_Work required_: For the listing that follows, report how many lines contain the word "arguments", giving the number and no other text.

_Given records_:

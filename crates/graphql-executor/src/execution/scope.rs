use std::sync::Arc;

use async_graphql_parser::{
    types::{BaseType, Field, Type},
    Pos, Positioned,
};
use async_graphql_value::{ConstValue, Name};
use futures::{
    future::{self, BoxFuture},
    stream, StreamExt,
};
use futures_util::FutureExt;
use indexmap::IndexMap;

use super::{
    collect::{CollectedFields, FieldCollector},
    context::ExecutionContext,
    Abort,
};
use crate::{
    directive::ValueProducer,
    error::{ErrorCode, ErrorPath, ExecutionError, GraphqlError, ResolverError, ValidationError},
    schema::{FieldDefinition, MetaType, ObjectType, ResolvedValue, Resolver, ResolverContext},
};

/// Resolves the fields of one object value.
pub(crate) struct FieldScope<'a> {
    ctx: &'a ExecutionContext<'a>,
    object: &'a ObjectType,
    value: ResolvedValue,
    path: ErrorPath,
}

impl<'a> FieldScope<'a> {
    pub(crate) fn new(ctx: &'a ExecutionContext<'a>, object: &'a ObjectType, value: ResolvedValue, path: ErrorPath) -> Self {
        FieldScope {
            ctx,
            object,
            value,
            path,
        }
    }

    /// Resolves every collected field, at most `concurrency_limit` at a time. Keys and
    /// errors keep the collection order whatever order the resolvers finish in.
    pub(crate) async fn get_object(
        &self,
        fields: CollectedFields<'a>,
        errors: &mut Vec<GraphqlError>,
    ) -> Result<ConstValue, Abort> {
        let futures: Vec<_> = fields
            .into_iter()
            .map(move |(key, nodes)| async move {
                let mut field_errors = Vec::new();
                let value = self.resolve_field(&key, &nodes, &mut field_errors).await;
                (key, value, field_errors)
            })
            .collect();
        let resolved = stream::iter(futures)
            .buffered(self.ctx.config.effective_concurrency())
            .collect::<Vec<_>>()
            .await;

        let mut object = IndexMap::with_capacity(resolved.len());
        let mut null_propagated = false;
        for (key, value, field_errors) in resolved {
            errors.extend(field_errors);
            match value {
                Ok(value) => {
                    object.insert(key, value);
                }
                Err(Abort::NullPropagation) => null_propagated = true,
                Err(fatal @ Abort::Fatal(_)) => return Err(fatal),
            }
        }

        if null_propagated {
            return Err(Abort::NullPropagation);
        }
        Ok(ConstValue::Object(object))
    }

    async fn resolve_field(
        &self,
        key: &Name,
        nodes: &[&'a Positioned<Field>],
        errors: &mut Vec<GraphqlError>,
    ) -> Result<ConstValue, Abort> {
        let Some(node) = nodes.first().copied() else {
            return Ok(ConstValue::Null);
        };
        let name = &node.node.name.node;
        let path = self.path.child(key);

        if name.as_str() == "__typename" {
            return self.resolve_typename(node, path, errors).await;
        }

        let Some(field) = self.object.field_by_name(name) else {
            return Err(Abort::Fatal(
                ValidationError::UnknownField {
                    name: name.to_string(),
                    parent: self.object.name().to_string(),
                    location: node.pos.into(),
                }
                .into(),
            ));
        };

        tracing::trace!(path = %path, "Resolving field");
        let value = match self.produce_value(field, node).await {
            Ok(value) => value,
            Err(err) if err.is_fatal() => return Err(Abort::Fatal(err)),
            Err(err) => {
                errors.push(field_error(err, node.pos, &path));
                return null_or_propagate(field.ty());
            }
        };

        self.complete_value(field, field.ty(), nodes, value, path, errors).await
    }

    /// `__typename` goes through the wrapping directives of the field like any other field.
    async fn resolve_typename(
        &self,
        node: &'a Positioned<Field>,
        path: ErrorPath,
        errors: &mut Vec<GraphqlError>,
    ) -> Result<ConstValue, Abort> {
        let typename = ResolvedValue::new(serde_json::Value::String(self.object.name().to_string()));
        let producer: ValueProducer = Box::new(move || future::ready(Ok::<_, ResolverError>(typename)).boxed());

        let value = match self.run_producer(producer, node).await {
            Ok(value) => value,
            Err(err) if err.is_fatal() => return Err(Abort::Fatal(err)),
            Err(err) => {
                errors.push(field_error(err, node.pos, &path));
                return Err(Abort::NullPropagation);
            }
        };

        match value.take() {
            serde_json::Value::String(typename) => Ok(ConstValue::String(typename)),
            other => {
                errors.push(
                    GraphqlError::new(
                        format!("String! cannot represent value of {}.__typename: {other}", self.object.name()),
                        ErrorCode::ResolverError,
                    )
                    .with_location(node.pos)
                    .with_path(path),
                );
                Err(Abort::NullPropagation)
            }
        }
    }

    /// Binds the arguments, lets the field directives wrap the resolver and runs it.
    async fn produce_value(
        &self,
        field: &'a FieldDefinition,
        node: &'a Positioned<Field>,
    ) -> Result<ResolvedValue, ExecutionError> {
        let arguments = self
            .ctx
            .fetch_argument_values(field.arguments(), &node.node.arguments)?;

        let producer: ValueProducer = match field.resolver() {
            Resolver::Parent => {
                let value = self.value.get_field(field.name());
                Box::new(move || future::ready(Ok::<_, ResolverError>(value)).boxed())
            }
            Resolver::Custom(resolver) => {
                let resolver = Arc::clone(resolver);
                let context = ResolverContext {
                    field_name: Name::new(field.name()),
                    parent: self.value.clone(),
                    arguments: arguments.clone(),
                };
                Box::new(move || resolver(context))
            }
        };
        self.run_producer(producer, node).await
    }

    async fn run_producer(
        &self,
        producer: ValueProducer,
        node: &'a Positioned<Field>,
    ) -> Result<ResolvedValue, ExecutionError> {
        let producer = self.ctx.wrap_producer(producer, &self.value, &node.node.directives)?;
        Ok(producer().await?)
    }

    /// Shapes `value` after `ty`. A null that can't be kept at this position is returned
    /// as [`Abort::NullPropagation`] for the parent to handle.
    fn complete_value<'s>(
        &'s self,
        field: &'a FieldDefinition,
        ty: &'a Type,
        nodes: &'s [&'a Positioned<Field>],
        value: ResolvedValue,
        path: ErrorPath,
        errors: &'s mut Vec<GraphqlError>,
    ) -> BoxFuture<'s, Result<ConstValue, Abort>> {
        async move {
            let pos = nodes.first().map(|node| node.pos).unwrap_or_default();

            let completed = if value.is_null() {
                if !ty.nullable {
                    errors.push(
                        GraphqlError::new(
                            format!(
                                "Cannot return null for non-nullable field {}.{}.",
                                self.object.name(),
                                field.name()
                            ),
                            ErrorCode::ResolverError,
                        )
                        .with_location(pos)
                        .with_path(path),
                    );
                }
                Err(Abort::NullPropagation)
            } else {
                match &ty.base {
                    BaseType::List(item_ty) => self.complete_list(field, item_ty, nodes, value, path, errors).await,
                    BaseType::Named(name) => match self.ctx.schema.get(name) {
                        None => Err(Abort::Fatal(
                            ValidationError::UnknownType {
                                name: name.to_string(),
                                location: pos.into(),
                            }
                            .into(),
                        )),
                        Some(MetaType::Object(object)) => self.complete_object(object, nodes, value, path, errors).await,
                        Some(meta) if meta.is_abstract() => {
                            self.complete_abstract(field, meta, nodes, value, path, errors).await
                        }
                        Some(meta) => {
                            match self
                                .ctx
                                .schema
                                .translator()
                                .serialize_leaf(self.ctx.schema, meta, value.take())
                            {
                                Ok(value) => Ok(value),
                                Err(message) => {
                                    errors.push(
                                        GraphqlError::new(message, ErrorCode::ResolverError)
                                            .with_location(pos)
                                            .with_path(path),
                                    );
                                    Err(Abort::NullPropagation)
                                }
                            }
                        }
                    },
                }
            };

            match completed {
                Err(Abort::NullPropagation) if ty.nullable => Ok(ConstValue::Null),
                completed => completed,
            }
        }
        .boxed()
    }

    async fn complete_list(
        &self,
        field: &'a FieldDefinition,
        item_ty: &'a Type,
        nodes: &[&'a Positioned<Field>],
        value: ResolvedValue,
        path: ErrorPath,
        errors: &mut Vec<GraphqlError>,
    ) -> Result<ConstValue, Abort> {
        let Some(items) = value.item_iter().map(Iterator::collect::<Vec<_>>) else {
            let pos = nodes.first().map(|node| node.pos).unwrap_or_default();
            errors.push(
                GraphqlError::new(
                    format!(
                        "Expected a list for field {}.{}, found: {}",
                        self.object.name(),
                        field.name(),
                        value.data_resolved()
                    ),
                    ErrorCode::ResolverError,
                )
                .with_location(pos)
                .with_path(path),
            );
            return Err(Abort::NullPropagation);
        };

        let completed = stream::iter(items.into_iter().enumerate().map(move |(index, item)| {
            let path = path.child(index);
            async move {
                let mut item_errors = Vec::new();
                let value = self
                    .complete_value(field, item_ty, nodes, item, path, &mut item_errors)
                    .await;
                (value, item_errors)
            }
        }))
        .buffered(self.ctx.config.effective_concurrency())
        .collect::<Vec<_>>()
        .await;

        let mut list = Vec::with_capacity(completed.len());
        let mut null_propagated = false;
        for (value, item_errors) in completed {
            errors.extend(item_errors);
            match value {
                Ok(value) => list.push(value),
                Err(Abort::NullPropagation) => null_propagated = true,
                Err(fatal @ Abort::Fatal(_)) => return Err(fatal),
            }
        }

        if null_propagated {
            return Err(Abort::NullPropagation);
        }
        Ok(ConstValue::List(list))
    }

    async fn complete_object(
        &self,
        object: &'a ObjectType,
        nodes: &[&'a Positioned<Field>],
        value: ResolvedValue,
        path: ErrorPath,
        errors: &mut Vec<GraphqlError>,
    ) -> Result<ConstValue, Abort> {
        let fields = FieldCollector::new(self.ctx)
            .collect(object, nodes.iter().map(|&node| &node.node.selection_set))
            .map_err(Abort::Fatal)?;

        FieldScope::new(self.ctx, object, value, path)
            .get_object(fields, errors)
            .await
    }

    /// Finds the concrete object type of a value typed as an interface or union, from its
    /// `__typename` or else from the type resolver of the abstract type.
    async fn complete_abstract(
        &self,
        field: &'a FieldDefinition,
        ty: &'a MetaType,
        nodes: &[&'a Positioned<Field>],
        value: ResolvedValue,
        path: ErrorPath,
        errors: &mut Vec<GraphqlError>,
    ) -> Result<ConstValue, Abort> {
        let schema = self.ctx.schema;
        let typename = value
            .typename()
            .map(str::to_string)
            .or_else(|| ty.type_resolver().and_then(|resolve| resolve(&value)));

        let message = match typename.as_deref().map(|name| (name, schema.object(name))) {
            Some((_, Some(object))) if schema.is_possible_type(ty.name(), object.name()) => {
                return self.complete_object(object, nodes, value, path, errors).await;
            }
            Some((name, _)) => format!("Runtime object type '{name}' is not a possible type for '{}'.", ty.name()),
            None => format!(
                "Abstract type '{}' must resolve to an object type at runtime for field {}.{}.",
                ty.name(),
                self.object.name(),
                field.name()
            ),
        };

        let pos = nodes.first().map(|node| node.pos).unwrap_or_default();
        errors.push(
            GraphqlError::new(message, ErrorCode::ResolverError)
                .with_location(pos)
                .with_path(path),
        );
        Err(Abort::NullPropagation)
    }
}

fn null_or_propagate(ty: &Type) -> Result<ConstValue, Abort> {
    if ty.nullable {
        Ok(ConstValue::Null)
    } else {
        Err(Abort::NullPropagation)
    }
}

fn field_error(err: ExecutionError, pos: Pos, path: &ErrorPath) -> GraphqlError {
    let mut error = GraphqlError::from(err).with_path(path.clone());
    if error.locations.is_empty() {
        error = error.with_location(pos);
    }
    error
}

_Written answer_: 4